So call it what you will – brave, foolhardy, stupid – but just a week on from completing the marathon in a new personal best, I’m on the start line of another race. I was running in the Vale of York 10 after taking the number of club mate in a transfer – a decision I made just a few days before the marathon.
My preparation for this race was unconventional, to say the least. I’d put a lot of effort into the marathon, so I thought I deserved a bit of time off. So much so in fact, that when I started getting into my kit at the gliding air strip that formed the start, I was putting on a pair of running shoes for the first time since taking them off at the end of 26.2 miles the week before. Total mileage for the week – zero.
The Vale of York is basically the area between Leeds and York, which is very very flat (with the first mile and a half taking place on a runway), so in theory it is definitely a PB course. My previous ten mile races – the Otley 10 and the Eccup 10 in 2017 were both definitely not flat, so I was hoping that the marathon form might be able to carry over, and that I could break my previous PB of 1:00:05 and go under an hour.
My race probably doesn’t deserve much explaining. I set off right at the start, heading out one way and then back on the runway, ticking off the first mile in 5:35. This was, to be frank, too fast for a body fresh off a marathon and possibly my current form as well. What I also haven’t mentioned yet was that this race was taking place on the hottest day of the year, so as I started to slow the pace down to try and even things out, my body was heating up, things were getting much harder, and I was starting to slow without wanting to.
The route heads south out of the airfield and along some typical Yorkshire lanes, until the three mile mark where it starts an anti-clockwise lollipop, before heading back in on the lanes you went out on back to the start. At around three to four miles in I was really struggling, still clocking my miles off consistently slower, and having the odd person come past me. I must have written this countless times before, but that little niggly voice jumped up in the back of my head to chuck it in. This was beaten down by thoughts of – you’re not struggling that much, you’ll look silly when people come past, how will you get back to the race start, and actually, if you hold on until mile seven you may as well finish.
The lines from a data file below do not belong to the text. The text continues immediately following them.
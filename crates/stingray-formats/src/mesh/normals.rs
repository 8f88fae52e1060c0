//! Palette-packed normal conversion
//!
//! Normals stored with [`ComponentFormat::PackedNormal`] are quantized
//! through an external palette whose bit layout this crate does not
//! interpret. Decoding keeps the packed word as-is; conversion between packed
//! and vector form goes through a host-supplied [`NormalCodec`].
//!
//! [`ComponentFormat::PackedNormal`]: crate::mesh::ComponentFormat::PackedNormal

use std::fmt;
use std::fs;
use std::io;
use std::path::Path;

/// Conversion between unit vectors and packed normal words
pub trait NormalCodec: Send + Sync {
    /// Pack a unit vector
    fn quantize(&self, normal: [f32; 3]) -> u32;

    /// Unpack a packed word, if the codec supports that direction
    fn dequantize(&self, packed: u32) -> Option<[f32; 3]>;
}

type QuantizeFn = dyn Fn(&[u8], [f32; 3]) -> u32 + Send + Sync;
type DequantizeFn = dyn Fn(&[u8], u32) -> Option<[f32; 3]> + Send + Sync;

/// Normal palette loaded once from disk
///
/// The palette bytes are handed unchanged to the conversion functions the
/// host registers.
pub struct NormalPalette {
    palette: Vec<u8>,
    quantize: Box<QuantizeFn>,
    dequantize: Option<Box<DequantizeFn>>,
}

impl NormalPalette {
    /// Load a palette file and bind it to a quantizer
    pub fn load<P, F>(path: P, quantize: F) -> io::Result<Self>
    where
        P: AsRef<Path>,
        F: Fn(&[u8], [f32; 3]) -> u32 + Send + Sync + 'static,
    {
        let palette = fs::read(path.as_ref())?;
        tracing::debug!(
            "Loaded normal palette {} ({} bytes)",
            path.as_ref().display(),
            palette.len()
        );
        Ok(Self::from_bytes(palette, quantize))
    }

    /// Bind in-memory palette bytes to a quantizer
    pub fn from_bytes<F>(palette: Vec<u8>, quantize: F) -> Self
    where
        F: Fn(&[u8], [f32; 3]) -> u32 + Send + Sync + 'static,
    {
        Self {
            palette,
            quantize: Box::new(quantize),
            dequantize: None,
        }
    }

    /// Register the inverse conversion
    #[must_use]
    pub fn with_dequantize<F>(mut self, dequantize: F) -> Self
    where
        F: Fn(&[u8], u32) -> Option<[f32; 3]> + Send + Sync + 'static,
    {
        self.dequantize = Some(Box::new(dequantize));
        self
    }

    /// Palette bytes handed to the conversions
    pub fn palette(&self) -> &[u8] {
        &self.palette
    }
}

impl NormalCodec for NormalPalette {
    fn quantize(&self, normal: [f32; 3]) -> u32 {
        (self.quantize)(&self.palette, normal)
    }

    fn dequantize(&self, packed: u32) -> Option<[f32; 3]> {
        self.dequantize
            .as_ref()
            .and_then(|f| f(&self.palette, packed))
    }
}

impl fmt::Debug for NormalPalette {
    fn fmt(&self, f: &mut fmt::Formatter<'_>) -> fmt::Result {
        f.debug_struct("NormalPalette")
            .field("palette_len", &self.palette.len())
            .field("has_dequantize", &self.dequantize.is_some())
            .finish()
    }
}

/// Scale a vector to unit length; zero vectors are returned unchanged
pub fn normalize(v: [f32; 3]) -> [f32; 3] {
    let len = (v[0] * v[0] + v[1] * v[1] + v[2] * v[2]).sqrt();
    if len == 0.0 {
        return v;
    }
    v.map(|c| c / len)
}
That’s probably a lot of explanation of just a little in my head, but it was definitely one of those not enjoying it but kind of enjoying it in some odd sense races. It was really tough. As I went through seven miles, and I think I vaguely knew it at the time, but every mile was slower than the one before. The final three miles were more of the same – struggling in the heat and slowing all the time. Mile one was ticked off in 5:35, mile nine in 6:20.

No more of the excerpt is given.